The domestic pressure has handed Paulson, Washington's point man on China, a balancing act. He must try to deflate rising U.S. anger while keeping on track a ``strategic economic dialogue'' with Chinese leaders that he has championed as the best way to get China to clear a thicket of trade irritants _ from Chinese product piracy to accusations that Beijing boosts its yawning trade surpluses by rigging its exchange rate.

U.S. Congressional leaders blame Chinese imports _ and a $232.5 billion trade deficit with China last year _ for a loss of American manufacturing jobs and have threatened retaliation.

Bills and proposals to punish China are already percolating in the Congress. The White House has filed a complaint with the World Trade Organization, accusing China of violating commitments to the trade group by providing unfair subsidies to Chinese companies.

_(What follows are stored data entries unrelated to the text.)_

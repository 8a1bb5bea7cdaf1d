//! Command-line interface definitions.

use clap::{ColorChoice, Parser, Subcommand};
use std::path::PathBuf;

use crate::config::RawFlags;

/// Asset build pipeline for hybrid mobile apps
#[derive(Parser, Debug, Clone)]
#[command(version, about, long_about = None, arg_required_else_help = true)]
pub struct Cli {
    /// Control colored output (auto, always, never)
    #[arg(long, global = true, default_value = "auto")]
    pub color: ColorChoice,

    /// Project root containing `src/`
    #[arg(long, global = true, default_value = ".", value_hint = clap::ValueHint::DirPath)]
    pub root: PathBuf,

    /// Directory holding the serve marker (default: <root>/.ionpack)
    #[arg(long, global = true, value_hint = clap::ValueHint::DirPath)]
    pub plugin_dir: Option<PathBuf>,

    /// subcommands
    #[command(subcommand)]
    pub command: Commands,
}

impl Cli {
    pub fn plugin_dir(&self) -> PathBuf {
        self.plugin_dir
            .clone()
            .unwrap_or_else(|| self.root.join(".ionpack"))
    }
}

/// Available subcommands
#[derive(Subcommand, Debug, Clone)]
pub enum Commands {
    /// Build `src/` into `www/`
    #[command(visible_alias = "b")]
    Build {
        #[command(flatten)]
        build_args: BuildArgs,
    },

    /// Mirror `src/` into `www/` and keep it in sync
    #[command(visible_alias = "s")]
    Serve {
        #[command(flatten)]
        build_args: BuildArgs,
    },

    /// Lifecycle hook entry: picks build or serve from the host command line
    Hook {
        #[command(flatten)]
        build_args: BuildArgs,

        /// Command line of the invoking tool (e.g. `ionic serve --lab`)
        #[arg(
            value_name = "COMMAND_LINE",
            trailing_var_arg = true,
            allow_hyphen_values = true
        )]
        command_line: Vec<String>,
    },
}

impl Commands {
    pub fn build_args(&self) -> &BuildArgs {
        match self {
            Self::Build { build_args } | Self::Serve { build_args } | Self::Hook { build_args, .. } => {
                build_args
            }
        }
    }
}

/// Shared pipeline flags for every subcommand
#[derive(clap::Args, Debug, Clone, Default)]
pub struct BuildArgs {
    /// Production build: compression on, debug blocks off
    #[arg(short, long, visible_alias = "prod", action = clap::ArgAction::Set, num_args = 0..=1, default_missing_value = "true", require_equals = false)]
    pub production: Option<bool>,

    /// Toggle `DEBUG` preprocessor blocks
    #[arg(short, long, action = clap::ArgAction::Set, num_args = 0..=1, default_missing_value = "true", require_equals = false)]
    pub debug: Option<bool>,

    /// Toggle `ANGULAR_DEBUG` preprocessor blocks
    #[arg(short, long, action = clap::ArgAction::Set, num_args = 0..=1, default_missing_value = "true", require_equals = false)]
    pub angular_debug: Option<bool>,

    /// Skip linting of scripts and templates
    #[arg(short = 'l', long, action = clap::ArgAction::Set, num_args = 0..=1, default_missing_value = "true", require_equals = false)]
    pub skip_lint: Option<bool>,

    /// Report lint errors without failing the build
    #[arg(long, action = clap::ArgAction::Set, num_args = 0..=1, default_missing_value = "true", require_equals = false)]
    pub no_fail_lint: Option<bool>,

    /// Skip compression (default: on in development, off in production)
    #[arg(short = 'c', long = "skip-comp", action = clap::ArgAction::Set, num_args = 0..=1, default_missing_value = "true", require_equals = false)]
    pub skip_comp: Option<bool>,

    /// Skip HTML compression only
    #[arg(long, action = clap::ArgAction::Set, num_args = 0..=1, default_missing_value = "true", require_equals = false)]
    pub skip_html_compression: Option<bool>,

    /// Skip script and stylesheet compression only
    #[arg(long = "skip-res-compression", action = clap::ArgAction::Set, num_args = 0..=1, default_missing_value = "true", require_equals = false)]
    pub skip_res_compression: Option<bool>,

    /// Enable verbose output for debugging
    #[arg(short = 'V', long, action = clap::ArgAction::Set, num_args = 0..=1, default_missing_value = "true", require_equals = false)]
    pub verbose: Option<bool>,

    /// Write and open an HTML lint report under `logs/`
    #[arg(short = 'r', long, action = clap::ArgAction::Set, num_args = 0..=1, default_missing_value = "true", require_equals = false)]
    pub extended_report: Option<bool>,

    /// Skip both linting and compression
    #[arg(short, long, action = clap::ArgAction::Set, num_args = 0..=1, default_missing_value = "true", require_equals = false)]
    pub skip_all: Option<bool>,

    /// Run the directive preprocessor on scripts and stylesheets
    #[arg(short = 'P', long, action = clap::ArgAction::Set, num_args = 0..=1, default_missing_value = "true", require_equals = false)]
    pub preprocess_resources: Option<bool>,

    /// Staging directory name under `tmp/`
    #[arg(long, value_name = "NAME")]
    pub dest: Option<String>,
}

impl BuildArgs {
    pub fn raw_flags(&self) -> RawFlags {
        RawFlags {
            production: self.production,
            debug: self.debug,
            angular_debug: self.angular_debug,
            skip_lint: self.skip_lint,
            no_fail_lint: self.no_fail_lint,
            skip_comp: self.skip_comp,
            skip_html_compression: self.skip_html_compression,
            skip_res_compression: self.skip_res_compression,
            verbose: self.verbose,
            extended_report: self.extended_report,
            skip_all: self.skip_all,
            preprocess_resources: self.preprocess_resources,
            dest: self.dest.clone(),
        }
    }
}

American businesses, many of which see China as a vital market or supplier, are concerned about the potential for a dustup, especially over the Chinese currency.

The White House and Beijing must work together to ``prevent the politics of the exchange rate issue from turning into a big bilateral problem that creates an atmosphere in which they can't resolve the real problems for U.S. business in China,'' said Andy Rothman, chief China strategist for investment bank CLSA Asia-Pacific Markets.

U.S. officials say the most serious long-term problems for American companies range from Beijing's failure to stamp out product piracy to improper export subsidies and regulatory efforts to protect Chinese industry.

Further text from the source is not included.